An audience member stopped World Science Festival host Jim Holt from speaking over physics professor Veronika Hubeny
follow @the-future-now
From Marilee Talkington’s post:
So, after thinking about this over night, I’ve decided to share something that happened at the WORLD SCIENCE FESTIVAL yesterday afternoon in NYC that changed me. Or rather made me step into who I am in a larger way.
As some on my feed have seen, I was live-feeding the beginning of the panel discussion on FB. That panel was made up of some of the greatest and most famous minds in the world in Inflationary Cosmology, String Theory, Cosmology and Physics based Philosophy. The panel was made up of 5 men and 1 woman. And the moderator was a science writer and journalist for The New Yorker.
In the first hour of the panel discussion you can see clearly, if watching the video, that Veronika Hubeny, the only woman on the panel is barely given any opportunity to speak. And the Moderator, Jim Holt even acknowledges this.
In the last 20-30 minutes of the 90 minute discussion Jim Holt finally pushes the conversation to Hubeny’s field of expertise, string theory, and this is what ensued:
He asked her to describe her two theories of string theory that seem to contradict one another.
And THEN, without letting her answer, proceeded to answer for her and describe HER theories in detail without letting her speak for herself.
We could clearly see that she was trying to speak up. But he continued to talk over her and dominate the space for several minutes.
I should say that this panel was taking place in a large auditorium as it is an extremely high-profile and always sold-out event. And the panel discussion was being live-streamed across the world and they say that millions of people watch these videos after they are made public. (Which they already are).
So at this point, after seeing very clearly that she was not going to be given space to speak and in fact having her own theories described to the audience by the moderator, I am in full outrage. My body is actually beginning to shake. The sexism is beyond blatant. It is happening on stage and NO ONE, not a single other physicist or panelist is stepping in to say anything about it. And I can hear other audience members around me, both men and women becoming more and more agitated with what is happening. Jim Holt, even at one point, asks Veronica a question and she laughs because he has been answering his own questions about her work…and he makes fun of her for ‘giggling’.
So at some point while he is Still talking about Her theories, I just can’t handle it any longer.
With my hands shaking,
I finally say from my seat in the 2nd row of the audience, as clearly, directly and loudly as possible;
“Let. Her. Speak. Please!”
The moderator stops.
They all stop.
The auditorium drops into silence.
You could hear a pin drop.
And then the audience explodes with applause and screams.

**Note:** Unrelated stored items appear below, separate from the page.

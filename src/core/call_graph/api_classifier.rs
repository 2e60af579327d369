//! Ordered heuristics that recognize HTTP calls
//!
//! Each rule looks at one [`CallReference`] and either claims it as an API call or passes.
//! Rules are tried in [`RULES`] order and the first match wins.

use std::sync::OnceLock;
use regex::Regex;

use crate::core::model::{ApiCallReference, CallReference};

/// A named classification rule
pub struct ApiRule {
    pub name: &'static str,
    pub apply: fn(&CallReference) -> Option<ApiCallReference>,
}

/// Classification rules in priority order
pub const RULES: &[ApiRule] = &[
    ApiRule { name: "fetch_primitive", apply: fetch_primitive },
    ApiRule { name: "client_verb", apply: client_verb },
    ApiRule { name: "query_hook", apply: query_hook },
    ApiRule { name: "path_argument", apply: path_argument },
];

const FETCH_PRIMITIVES: &[&str] = &["fetch", "$fetch", "ofetch", "ky", "got", "request"];

const HTTP_VERBS: &[&str] = &["get", "post", "put", "patch", "delete", "head", "options"];

const KNOWN_CLIENTS: &[&str] = &[
    "axios", "http", "httpClient", "requests", "httpx", "session", "ky", "got", "superagent", "$http",
];

const QUERY_HOOKS: &[&str] = &[
    "useQuery", "useInfiniteQuery", "useMutation", "useSWR", "useSWRMutation", "createQuery", "createMutation",
];

/// Run the rules against a call
pub fn classify(call: &CallReference) -> Option<ApiCallReference> {
    RULES.iter().find_map(|rule| (rule.apply)(call))
}

/// `fetch("/api/users", { method: "POST" })`
fn fetch_primitive(call: &CallReference) -> Option<ApiCallReference> {
    if call.target.is_some() || !FETCH_PRIMITIVES.contains(&call.name.as_str()) {
        return None;
    }
    let path = string_literal(call.arguments.first()?)?;
    let method = call.arguments.get(1)
        .and_then(|options| method_option(options))
        .unwrap_or_else(|| "GET".to_string());

    Some(api_call(method, path, call.name.clone(), call.line))
}

/// `axios.get("/users")`, `this.apiClient.post("/orders", body)`
fn client_verb(call: &CallReference) -> Option<ApiCallReference> {
    let receiver = call.target.as_deref()?;
    let verb = call.name.to_ascii_lowercase();
    if !HTTP_VERBS.contains(&verb.as_str()) {
        return None;
    }

    let last_segment = receiver.rsplit('.').next().unwrap_or(receiver);
    if !KNOWN_CLIENTS.contains(&last_segment) && !client_name_pattern().is_match(last_segment) {
        return None;
    }

    let path = string_literal(call.arguments.first()?)?;
    Some(api_call(verb.to_ascii_uppercase(), path, receiver.to_string(), call.line))
}

/// `useQuery({ queryFn: () => api.get("/stats") })` is the inner call, reported at the hook
fn query_hook(call: &CallReference) -> Option<ApiCallReference> {
    if call.target.is_some() || !QUERY_HOOKS.contains(&call.name.as_str()) {
        return None;
    }

    call.arguments.iter().find_map(|argument| {
        let captures = hook_field_pattern().captures(argument)?;
        let start = captures.get(0)?.end();
        let inner = parse_call_text(&argument[start..], call.line)?;
        fetch_primitive(&inner).or_else(|| client_verb(&inner))
    })
}

/// Any call whose first argument looks like a URL path
fn path_argument(call: &CallReference) -> Option<ApiCallReference> {
    let path = string_literal(call.arguments.first()?)?;
    if !path_pattern().is_match(&path) {
        return None;
    }

    let method = method_from_name(&call.name);
    Some(api_call(method.to_string(), path, call.callee_text(), call.line))
}

fn api_call(method: String, path: String, client: String, line: usize) -> ApiCallReference {
    let is_external = path.starts_with("http://") || path.starts_with("https://");
    ApiCallReference {
        method,
        path,
        client,
        line,
        is_external,
        matched_endpoint: None,
    }
}

/// Method implied by a verb at the start of any word in the callee name
fn method_from_name(name: &str) -> &'static str {
    const VERBS: &[(&str, &str)] = &[
        ("create", "POST"),
        ("update", "PUT"),
        ("delete", "DELETE"),
        ("remove", "DELETE"),
        ("patch", "PATCH"),
    ];

    name_words(name)
        .iter()
        .find_map(|word| VERBS.iter().find(|(verb, _)| word.starts_with(verb)).map(|(_, method)| *method))
        .unwrap_or("GET")
}

/// Lowercased words of a camelCase, PascalCase or snake_case identifier
fn name_words(name: &str) -> Vec<String> {
    let mut words = Vec::new();
    let mut current = String::new();
    let mut previous_lower = false;

    for c in name.chars() {
        if !c.is_alphanumeric() {
            if !current.is_empty() {
                words.push(std::mem::take(&mut current));
            }
            previous_lower = false;
            continue;
        }
        if c.is_uppercase() && previous_lower && !current.is_empty() {
            words.push(std::mem::take(&mut current));
        }
        previous_lower = c.is_lowercase() || c.is_ascii_digit();
        current.extend(c.to_lowercase());
    }
    if !current.is_empty() {
        words.push(current);
    }
    words
}

fn method_option(options: &str) -> Option<String> {
    static METHOD: OnceLock<Regex> = OnceLock::new();
    let pattern = METHOD.get_or_init(|| {
        Regex::new(r#"["']?method["']?\s*[:=]\s*["'`](\w+)["'`]"#).expect("valid method regex")
    });
    pattern.captures(options).map(|c| c[1].to_ascii_uppercase())
}

fn client_name_pattern() -> &'static Regex {
    static CLIENT: OnceLock<Regex> = OnceLock::new();
    CLIENT.get_or_init(|| Regex::new(r"(?i)(api|client|http)").expect("valid client regex"))
}

fn path_pattern() -> &'static Regex {
    static PATH: OnceLock<Regex> = OnceLock::new();
    PATH.get_or_init(|| {
        Regex::new(r"^/[\w{}\-.:]+(/[\w{}\-.:]*)*(\?.*)?$").expect("valid path regex")
    })
}

fn hook_field_pattern() -> &'static Regex {
    static FIELD: OnceLock<Regex> = OnceLock::new();
    FIELD.get_or_init(|| {
        Regex::new(r"\b(queryFn|mutationFn|fetcher)\s*:\s*(async\s+)?(\([^)]*\)|[\w$]+)\s*=>\s*\{?\s*(return\s+)?(await\s+)?")
            .expect("valid hook regex")
    })
}

/// Decode a string literal argument into a path, turning interpolations into `{placeholders}`.
/// Anything that is not a single literal (concatenations, variables) yields `None`.
pub(crate) fn string_literal(argument: &str) -> Option<String> {
    let text = argument.trim();
    let prefix_len = text.chars().take_while(|c| c.is_ascii_alphabetic()).count();
    if prefix_len > 2 {
        return None;
    }
    let (prefix, rest) = text.split_at(prefix_len);
    if !prefix.chars().all(|c| matches!(c.to_ascii_lowercase(), 'r' | 'b' | 'f' | 'u')) {
        return None;
    }

    let quote = ["\"\"\"", "'''", "\"", "'", "`"]
        .into_iter()
        .find(|q| rest.starts_with(q) && rest.len() >= 2 * q.len() && rest.ends_with(q))?;
    let body = &rest[quote.len()..rest.len() - quote.len()];
    if body.contains(quote) {
        return None;
    }

    if quote == "`" {
        Some(template_placeholders(body))
    } else {
        // f-strings already use {expr}; plain strings are taken as written
        Some(body.to_string())
    }
}

fn template_placeholders(body: &str) -> String {
    static INTERPOLATION: OnceLock<Regex> = OnceLock::new();
    let pattern = INTERPOLATION.get_or_init(|| Regex::new(r"\$\{([^}]*)\}").expect("valid template regex"));
    pattern
        .replace_all(body, |caps: &regex::Captures| format!("{{{}}}", caps[1].trim()))
        .into_owned()
}

/// Read `callee(arg, arg)` from the start of `text`
fn parse_call_text(text: &str, line: usize) -> Option<CallReference> {
    let open = text.find('(')?;
    let callee = text[..open].trim();
    if callee.is_empty() || !callee.chars().all(|c| c.is_alphanumeric() || matches!(c, '_' | '$' | '.')) {
        return None;
    }

    let mut arguments = Vec::new();
    let mut depth = 0usize;
    let mut quote: Option<char> = None;
    let mut current = String::new();
    let mut closed = false;

    for c in text[open + 1..].chars() {
        if let Some(q) = quote {
            current.push(c);
            if c == q {
                quote = None;
            }
            continue;
        }
        match c {
            '"' | '\'' | '`' => {
                quote = Some(c);
                current.push(c);
            }
            '(' | '[' | '{' => {
                depth += 1;
                current.push(c);
            }
            ')' if depth == 0 => {
                closed = true;
                break;
            }
            ')' | ']' | '}' => {
                depth = depth.saturating_sub(1);
                current.push(c);
            }
            ',' if depth == 0 => arguments.push(std::mem::take(&mut current).trim().to_string()),
            _ => current.push(c),
        }
    }
    if !closed {
        return None;
    }
    if !current.trim().is_empty() {
        arguments.push(current.trim().to_string());
    }

    let call = match callee.rsplit_once('.') {
        Some((target, name)) => CallReference::new(name, line).with_target(target),
        None => CallReference::new(callee, line),
    };
    Some(call.with_arguments(arguments))
}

Jim Holt eventually sat back, only after saying I was heckling him And he let her speak. And of course, she was brilliant.
———————–
So, the panel discussion ends.
My hands are still shaking. I’m still upset by the incredible sexism that has been demonstrated this afternoon. But I also realize that I just spoke up in an auditorium full of people that are listening to people that are considered gods in the international science world. I was just overwhelmed by it all
We get up to leave.
And then it happens.
Person after person come up to me. Both men and women.
The first woman, right behind me, reaches over and embraces me and says, “Oh my god. what you said was the most important thing that was said all day. Thank you. Thank you.”
And then people start filing out of their aisles and wind their way over to me:
“Was that you? Thank you so much for speaking up. Thank you.”
“Was that you? Oh god, what he was doing was horrific. Thank you. I wanted to do something but didn’t know how”
“Was that you? I wish I had the courage to say something, thank you! Thank you so much”
“Was that you? You said what everyone here was thinking. Look I had even been writing in my notebook what you eventually said (shows me his notebook with ‘let her speak’ written over and over.) But you said it. You said it. Thank you.”
“Was that you? Thank you! I felt so powerless to do anything.”
And on.
So we were all thinking this.
—- So I walked out. And my friend who was sitting about 8 rows behind me, came up to me with a huge grin and said “That was you, wasn’t it? Of course it was. YES!!!!! I will be telling this story for years.”
And the whole time, my hands are still shaking. And I’m felling light-headed. And I just want to scream out into the lobby “WHY IS THIS SEXISM STILL HAPPENING? WHY, does someone like me, with No status in that room, have to be so extraordinarily bold and speak up? And why was it so frightening to do so?”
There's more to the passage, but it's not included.